■ STORED DATA
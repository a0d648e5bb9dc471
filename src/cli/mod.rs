pub mod args;
pub mod commands;
pub mod menu;

pub use args::{BreakdownSelection, Cli, Commands};
pub use commands::run;
pub use menu::{Menu, MenuChoice};
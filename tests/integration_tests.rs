use std::fs;

use pretty_assertions::assert_eq;
use tempfile::TempDir;
use weather_report::analyzers::{BreakdownKind, WeatherAnalyzer, YearQuery};
use weather_report::config::PipelineConfig;
use weather_report::models::{EnrichedRecord, Month, Season};
use weather_report::processors::{FeatureDeriver, Imputer, Pipeline};
use weather_report::readers::{ArtifactReader, WeatherReader};
use weather_report::writers::ArtifactWriter;
use weather_report::{ProcessingError, Result};

const HEADER: &str = "Formatted Date,Summary,Precip Type,Temperature (C),Apparent Temperature (C),Humidity,Wind Speed (km/h),Wind Bearing (degrees),Visibility (km),Pressure (millibars),Daily Summary";

fn write_input(dir: &TempDir, rows: &[&str]) -> PipelineConfig {
    let config = PipelineConfig::in_dir(dir.path());
    let mut content = format!("{}\n", HEADER);
    for row in rows {
        content.push_str(row);
        content.push('\n');
    }
    fs::write(&config.input_file, content).expect("write input");
    config
}

fn sample_rows() -> Vec<&'static str> {
    vec![
        "2006-04-01 00:00:00.000 +0200,Partly Cloudy,rain,9.47,7.38,0.89,14.11,251,15.82,1015.13,Partly cloudy throughout the day.",
        "2006-03-31 23:00:00.000 +0200,Mostly Cloudy,,,7.22,0.86,14.26,259,15.82,1015.63,Partly cloudy throughout the day.",
        "2006-12-31 22:00:00.000 +0100,Overcast,snow,-1.0,-4.0,0.95,,200,5.0,,Foggy overnight.",
        "2007-07-15 12:00:00.000 +0200,Clear,rain,21.5,21.5,0.40,8.0,180,16.1,1020.0,Clear throughout the day.",
    ]
}

#[test]
fn test_pipeline_end_to_end() -> Result<()> {
    let dir = TempDir::new()?;
    let config = write_input(&dir, &sample_rows());

    let summary = Pipeline::new(config.clone()).run(None)?;

    assert_eq!(summary.raw_records, 4);
    assert_eq!(summary.cleaned.len(), 4);
    assert_eq!(summary.missing_values.count("Precip Type"), Some(1));
    assert!(config.filtered_file.exists());
    assert!(config.filled_file.exists());

    // Sorted by UTC instant: 21:00, 22:00 on 2006-03-31, then December, then July
    let hours: Vec<u32> = summary.cleaned.iter().map(|r| r.hour).collect();
    assert_eq!(hours, vec![21, 22, 21, 10]);
    assert_eq!(summary.cleaned[0].month, Month::March);
    assert_eq!(summary.cleaned[2].season, Season::Winter);

    // Missing temperature filled with the mean of the three present values
    let mean = (9.47 + -1.0 + 21.5) / 3.0;
    assert!((summary.cleaned[0].temperature - mean).abs() < 1e-9);
    assert_eq!(summary.cleaned[0].precip_type, "rain");

    let reloaded = ArtifactReader::new().read_cleaned(&config.filled_file)?;
    assert_eq!(reloaded, summary.cleaned);
    Ok(())
}

#[test]
fn test_reference_observation() -> Result<()> {
    let dir = TempDir::new()?;
    let config = PipelineConfig::in_dir(dir.path());
    fs::write(
        &config.input_file,
        "Formatted Date,Summary,Precip Type,Temperature (C),Wind Speed (km/h),Pressure (millibars),Humidity\n\
         2015-03-15T10:00:00+00:00,Clear,,10.0,5.0,1012.0,0.5\n",
    )?;

    let raw = WeatherReader::new().read_records(&config.input_file)?;
    let derived = FeatureDeriver::new().derive(&raw)?;

    assert_eq!(derived[0].month, Month::March);
    assert_eq!(derived[0].season, Season::Spring);
    assert_eq!(derived[0].hour, 10);
    assert_eq!(derived[0].humidity_percent, Some(50.0));

    let cleaned = Imputer::new().impute(&derived)?;
    assert_eq!(cleaned[0].precip_type, "rain");
    Ok(())
}

#[test]
fn test_artifact_round_trip_matches_in_memory() -> Result<()> {
    let dir = TempDir::new()?;
    let config = write_input(&dir, &sample_rows());

    let raw = WeatherReader::new().read_records(&config.input_file)?;
    let derived = FeatureDeriver::new().derive(&raw)?;
    let in_memory = Imputer::new().impute(&derived)?;

    ArtifactWriter::new().write_enriched(&derived, &config.filtered_file)?;
    let reloaded = ArtifactReader::new().read_enriched(&config.filtered_file)?;
    assert_eq!(reloaded, derived);
    assert_eq!(Imputer::new().impute(&reloaded)?, in_memory);
    Ok(())
}

#[test]
fn test_imputing_a_clean_table_is_identity() -> Result<()> {
    let dir = TempDir::new()?;
    let config = write_input(&dir, &sample_rows());

    let cleaned = Pipeline::new(config).run(None)?.cleaned;
    let again: Vec<EnrichedRecord> = cleaned.iter().cloned().map(EnrichedRecord::from).collect();

    assert_eq!(Imputer::new().impute(&again)?, cleaned);
    Ok(())
}

#[test]
fn test_missing_input_is_not_found() -> Result<()> {
    let dir = TempDir::new()?;
    let config = PipelineConfig::in_dir(dir.path());

    let err = Pipeline::new(config.clone()).run(None).unwrap_err();

    assert!(matches!(err, ProcessingError::NotFound { .. }));
    assert!(!config.filtered_file.exists());
    Ok(())
}

#[test]
fn test_impute_without_filtered_table_is_not_found() -> Result<()> {
    let dir = TempDir::new()?;
    let config = PipelineConfig::in_dir(dir.path());

    let err = Imputer::new().impute_from_artifact(&config).unwrap_err();
    assert!(matches!(err, ProcessingError::NotFound { .. }));
    Ok(())
}

#[test]
fn test_missing_column_is_schema_error() -> Result<()> {
    let dir = TempDir::new()?;
    let config = PipelineConfig::in_dir(dir.path());
    fs::write(
        &config.input_file,
        "Formatted Date,Summary,Temperature (C),Wind Speed (km/h),Pressure (millibars),Humidity\n\
         2015-03-15T10:00:00+00:00,Clear,10.0,5.0,1012.0,0.5\n",
    )?;

    let err = Pipeline::new(config).run(None).unwrap_err();
    assert!(matches!(err, ProcessingError::Schema { .. }));
    Ok(())
}

#[test]
fn test_bad_timestamp_writes_nothing() -> Result<()> {
    let dir = TempDir::new()?;
    let config = write_input(
        &dir,
        &["yesterday,Clear,rain,9.47,7.38,0.89,14.11,251,15.82,1015.13,Clear."],
    );

    let err = Pipeline::new(config.clone()).run(None).unwrap_err();

    assert!(matches!(err, ProcessingError::Schema { .. }));
    assert!(!config.filtered_file.exists());
    assert!(!config.filled_file.exists());
    Ok(())
}

#[test]
fn test_analysis_and_breakdowns_from_filled_table() -> Result<()> {
    let dir = TempDir::new()?;
    let config = write_input(&dir, &sample_rows());
    Pipeline::new(config.clone()).run(None)?;

    let report = WeatherAnalyzer::new().analyze_file(&config.filled_file)?;
    assert_eq!(report.total_records, 4);
    assert_eq!(report.descriptive.len(), 4);
    assert_eq!(report.correlations.len(), 6);

    let records = ArtifactReader::new().read_cleaned(&config.filled_file)?;
    assert_eq!(
        YearQuery::resolve("1990", &records),
        YearQuery::NotFound {
            year: "1990".to_string(),
            available: vec!["2006".to_string(), "2007".to_string()],
        }
    );

    let year = match YearQuery::resolve("2006", &records) {
        YearQuery::Found(year) => year,
        other => panic!("unexpected {:?}", other),
    };
    let precipitation = BreakdownKind::Precipitation.build(&records, &year);
    assert_eq!(precipitation.total(), 3);
    assert_eq!(precipitation.row("March").map(|r| r.counts.clone()), Some(vec![2, 0]));

    let path = config.output_dir.join("precipitation_2006.csv");
    ArtifactWriter::new().write_breakdown(&precipitation, &path)?;
    let content = fs::read_to_string(&path)?;
    assert!(content.starts_with("month,rain,snow\nJanuary,0,0\n"));
    Ok(())
}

■ EXERCISE DETAILS
The output should be exactly the lines above from the line containing "assert!(config.filtered_file.exists());" to the line containing "let mean = (9.47 + -1.0 + 21.5) / 3.0;", inclusive, with no other lines.

■ WRITTEN RESPONSE
    assert!(config.filtered_file.exists());
    assert!(config.filled_file.exists());

    // Sorted by UTC instant: 21:00, 22:00 on 2006-03-31, then December, then July
    let hours: Vec<u32> = summary.cleaned.iter().map(|r| r.hour).collect();
    assert_eq!(hours, vec![21, 22, 21, 10]);
    assert_eq!(summary.cleaned[0].month, Month::March);
    assert_eq!(summary.cleaned[2].season, Season::Winter);

    // Missing temperature filled with the mean of the three present values
    let mean = (9.47 + -1.0 + 21.5) / 3.0;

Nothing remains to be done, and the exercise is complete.